White Widow, the debut theatre production by Kurdwin Ayub, is a messy and energetic comedy fantasia which marries button-pushing fun with an underlying frustration about how stories about Muslim women are told and the pressure placed on artists not to cross certain lines.
Ayub is an Iraqi-born Austrian filmmaker known for the films, Sun and Moon, the later of which won the Special Jury Prize at the 2024 Locarno Film Festival and stars Florentina Holzinger - the Austrian choreographer who is currently one of the biggest names in the German-speaking theatre scene and who recently got appointed to the artistic advisory team at the Volksbühne – as a martial artists who is receives a job to train three wealthy sisters in Jordan. I haven’t seen her film work but from what I read – here’s a review of Moon - it feels tonally quite distinct from this exuberant and occasionally blunt and bloody satire.
A co-production with the Vienna Festwochen, the show opens with an extended dance sequence featuring a troupe of performers in slinky black catsuits and hijabs, as well as a few dancers in harem pants. There’s a hookah in the foreground and a variety of carpets strewn about the place. This cocktail of 1001 Nights cliches and sensibility-skewering imagery sets the tone for a production which is clearly out to poke some holes in the Western lens.

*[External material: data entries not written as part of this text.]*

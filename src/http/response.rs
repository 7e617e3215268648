//! Response construction helpers.
//!
//! # Responsibilities
//! - Shape rejection bodies consistently
//! - Expose rate-limit headers on 429s and admitted anonymous responses
//! - Map upstream failures to a single client-visible 503

use axum::http::header::RETRY_AFTER;
use axum::http::{HeaderMap, HeaderName, HeaderValue, StatusCode};
use axum::response::{IntoResponse, Response};
use axum::Json;
use serde_json::json;
use std::time::{Duration, SystemTime, UNIX_EPOCH};

pub const X_RATELIMIT_LIMIT: HeaderName = HeaderName::from_static("x-ratelimit-limit");
pub const X_RATELIMIT_REMAINING: HeaderName = HeaderName::from_static("x-ratelimit-remaining");
pub const X_RATELIMIT_RESET: HeaderName = HeaderName::from_static("x-ratelimit-reset");

/// A rejection body of the form `{"message": ...}`.
pub fn message_response(status: StatusCode, message: &str) -> Response {
    (status, Json(json!({ "message": message }))).into_response()
}

/// The single client-visible shape for any upstream failure.
pub fn upstream_failure_response() -> Response {
    (
        StatusCode::SERVICE_UNAVAILABLE,
        Json(json!({
            "error": "Something wrong happened, maybe the upstream node is currently down"
        })),
    )
        .into_response()
}

/// Attach quota headers: limit, remaining, retry delay, and the unix second
/// at which the current window resets.
pub fn set_rate_limit_headers(
    headers: &mut HeaderMap,
    limit: u32,
    remaining: u32,
    reset_in: Duration,
) {
    let retry_after_secs = reset_in.as_millis().div_ceil(1000) as u64;
    let reset_at = SystemTime::now() + reset_in;
    let reset_epoch_secs = reset_at
        .duration_since(UNIX_EPOCH)
        .unwrap_or_default()
        .as_secs();

    headers.insert(RETRY_AFTER, HeaderValue::from(retry_after_secs));
    headers.insert(X_RATELIMIT_LIMIT, HeaderValue::from(limit));
    headers.insert(X_RATELIMIT_REMAINING, HeaderValue::from(remaining));
    headers.insert(X_RATELIMIT_RESET, HeaderValue::from(reset_epoch_secs));
}
//! Action allow-list and per-action parameter limits.
//!
//! # Design Decisions
//! - Immutable after construction (thread-safe without locks)
//! - Typed optional-returning lookups over the configured tables
//! - Policy decides what is allowed; sanitization elsewhere applies the limits

use std::collections::{HashMap, HashSet};

use crate::config::schema::ActionsConfig;

/// Static, configuration-driven action rules.
pub struct ActionPolicy {
    public: HashSet<String>,
    max_count: HashMap<String, u64>,
    max_accounts: HashMap<String, usize>,
}

impl ActionPolicy {
    pub fn from_config(actions: &ActionsConfig) -> Self {
        Self {
            public: actions.public.iter().cloned().collect(),
            max_count: actions.max_count.clone(),
            max_accounts: actions.max_accounts.clone(),
        }
    }

    /// Whether the action is in the public allow-list.
    pub fn is_publicly_allowed(&self, action: &str) -> bool {
        self.public.contains(action)
    }

    /// Configured upper bound for the action's `count` parameter, if any.
    pub fn max_count(&self, action: &str) -> Option<u64> {
        self.max_count.get(action).copied()
    }

    /// Configured upper bound for the action's `accounts` list, if any.
    pub fn max_accounts(&self, action: &str) -> Option<usize> {
        self.max_accounts.get(action).copied()
    }
}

The queen, played by Berlin rapper addeN, first emerges from a giant metal spider which descends from above like a cross between a glitter ball and the Apollo lunar module. This is pretty fucking cool but also creates an interesting juxtaposition with the rest of Nina von Mechow’s set which consists of a few intentionally flimsy-looking wooden flats in the shape of onion-domed buildings. (As a Brit, this set made me think of panto, a British theatre tradition with a long history of deploying orientalist tropes and sometimes outright racism, as discussed here and here).
While Aliah has no compunction about torturing her conquests – we see chained men being dragged around the stage - Aliah's daughter, Cezaria (Samirah Breuer), is appalled by the tide of sex and slaughter. She’s not OK with all the carnage, and longs for peace, but Aliah writes this off as characteristic of her generation’s general softness, something akin with their obsession with pronouns. (I did not say the satire was subtle).
At some point, an old white man (Georg Friedrich) sneaks into the queen’s quarters and volunteers to spend a night with her, having first had eyeliner applied and been liberally spritzed with Tom Ford’s Extreme Noir. Like Scheherazade, he’s here to tell the queen a story. The story he tells is of the woman known as the ‘white widow,’ the wife of one of the four terrorists responsible for the 2005 London bombings who remains one of the most wanted women in the world, her name associated with subsequent terror attacks. Born Samantha Lewthwaite in Northern Ireland, she became an object of fascination by some sections of the British media, a radicalised white woman proving more troubling (and exciting) to them than any number of young men.
This is a very busy production. There are dance sequences - including a sudden explosion of Cotton Eye Joe - and comic digressions. Screens at the side of the stage occasionally display Tiktoks - including “the most halal cat you have ever seen” –along with Aliah and Cezaria’s Insta reels, filmed with the aid of a ring-light. Aliah converses with the giant spider, which she refers to as a safe space (and to whom she feeds her conquests). The dancers are sometimes dressed as armed female bodyguards, at other times they don cat masks with niqabs. Some of this is very funny but it’s also incredibly scattergun.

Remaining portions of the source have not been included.